What makes this interesting — and what makes it invisible — is that the waiver is not a diplomatic instrument. It does not appear in any ceasefire framework. It is not part of the Islamabad talks agenda. Iran International reported on the mechanics in late March, noting that the waiver functioned as an economic pressure valve rather than a negotiating concession. [4] It is an OFAC administrative tool. A bureaucratic toggle. A line on a spreadsheet in the Treasury Department's sanctions compliance division.
And yet it is, arguably, the single most consequential lever the United States holds right now.

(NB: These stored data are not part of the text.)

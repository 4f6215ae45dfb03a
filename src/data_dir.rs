use chrono::{DateTime, Local};
use std::path::{Path, PathBuf};

/// File name of the default sample log inside the data directory.
pub const DEFAULT_LOG_NAME: &str = "gpu_logs.csv";

/// Manages the per-user `~/.gpu_monitor/` directory.
///
/// Holds the default CSV log and an optional `config.toml`. This struct
/// provides accessors for each well-known path and handles initialization.
#[derive(Debug, Clone)]
pub struct DataDir {
    root: PathBuf,
}

impl DataDir {
    /// Create a new DataDir referencing the given root path.
    pub fn new(root: impl Into<PathBuf>) -> Self {
        Self { root: root.into() }
    }

    /// `$HOME/.gpu_monitor`, or `None` when no home directory is set.
    pub fn default_location() -> Option<Self> {
        let home = std::env::var_os("HOME").filter(|h| !h.is_empty())?;
        Some(Self::new(Path::new(&home).join(".gpu_monitor")))
    }

    /// The root directory (e.g. `~/.gpu_monitor/`).
    pub fn root(&self) -> &Path {
        &self.root
    }

    /// Path to the default sample log.
    pub fn log_file(&self) -> PathBuf {
        self.root.join(DEFAULT_LOG_NAME)
    }

    /// Path to the config file (e.g. `~/.gpu_monitor/config.toml`).
    pub fn config(&self) -> PathBuf {
        self.root.join("config.toml")
    }

    /// Create the root directory if missing.
    /// Returns Ok(true) if it was created, Ok(false) if it already existed.
    pub fn init(&self) -> std::io::Result<bool> {
        let created = !self.root.exists();
        std::fs::create_dir_all(&self.root)?;
        Ok(created)
    }

    /// The lexicographically last `*.csv` in the root, if any.
    pub fn latest_csv(&self) -> Option<PathBuf> {
        let pattern = self.root.join("*.csv");
        let pattern = pattern.to_str()?;
        let mut found: Vec<PathBuf> = glob::glob(pattern).ok()?.filter_map(Result::ok).collect();
        found.sort();
        found.pop()
    }
}

/// Where to log when there is no data directory at all, e.g.
/// `2024-05-01_12-00-00_gpu_logs.csv` in the working directory.
pub fn fallback_log_path(at: DateTime<Local>) -> PathBuf {
    PathBuf::from(timestamped_name(at))
}

fn timestamped_name(at: DateTime<Local>) -> String {
    format!("{}_{DEFAULT_LOG_NAME}", at.format("%Y-%m-%d_%H-%M-%S"))
}

#[cfg(test)]
mod tests {
    use super::*;
    use chrono::TimeZone;
    use tempfile::tempdir;

    #[test]
    fn test_paths() {
        let dd = DataDir::new("/home/u/.gpu_monitor");
        assert_eq!(dd.root(), Path::new("/home/u/.gpu_monitor"));
        assert_eq!(dd.log_file(), PathBuf::from("/home/u/.gpu_monitor/gpu_logs.csv"));
        assert_eq!(dd.config(), PathBuf::from("/home/u/.gpu_monitor/config.toml"));
    }

    #[test]
    fn test_fallback_log_path() {
        let at = Local.with_ymd_and_hms(2024, 5, 1, 13, 4, 5).unwrap();
        assert_eq!(
            fallback_log_path(at),
            PathBuf::from("2024-05-01_13-04-05_gpu_logs.csv")
        );
    }

    #[test]
    fn test_init_creates_once() {
        let dir = tempdir().unwrap();
        let dd = DataDir::new(dir.path().join("state"));
        assert!(dd.init().unwrap());
        assert!(dd.root().is_dir());
        assert!(!dd.init().unwrap());
    }

    #[test]
    fn test_latest_csv() {
        let dir = tempdir().unwrap();
        let dd = DataDir::new(dir.path());
        assert_eq!(dd.latest_csv(), None);

        std::fs::write(dir.path().join("2024-01-01_00-00-00_gpu_logs.csv"), "a").unwrap();
        std::fs::write(dir.path().join("2024-02-01_00-00-00_gpu_logs.csv"), "b").unwrap();
        std::fs::write(dir.path().join("notes.txt"), "c").unwrap();
        assert_eq!(
            dd.latest_csv(),
            Some(dir.path().join("2024-02-01_00-00-00_gpu_logs.csv"))
        );
    }

    #[test]
    fn test_latest_csv_missing_root() {
        let dd = DataDir::new("/nonexistent-gpu-monitor-root");
        assert_eq!(dd.latest_csv(), None);
    }
}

The Council on Foreign Relations noted that Trump "gambled by easing oil sanctions on Iran and Russia" — a characterization that captures the oddity of the situation. [1] The waiver was designed to prevent an immediate oil price catastrophe in March, when Hormuz disruptions were spiking crude futures past $105. It worked. Prices stabilized. Supply chains adapted. And now the question is binary.
Renew, and signal that the economic off-ramp remains open — that Washington is willing to let Iranian crude flow as long as broader negotiations continue. Or let it lapse, and weaponize 140 million barrels of crude as leverage. [5]
The Indian government has urged exporters to explore alternative trade mechanisms, including an oil-for-rice barter system that hasn't been used in years. [2] That is not the language of confidence. That is contingency planning for a world in which the waiver dies and nobody in Islamabad noticed it was sick.
Nine days. One hundred forty million barrels. A checkbox on a Treasury form. And the silence around it is deafening.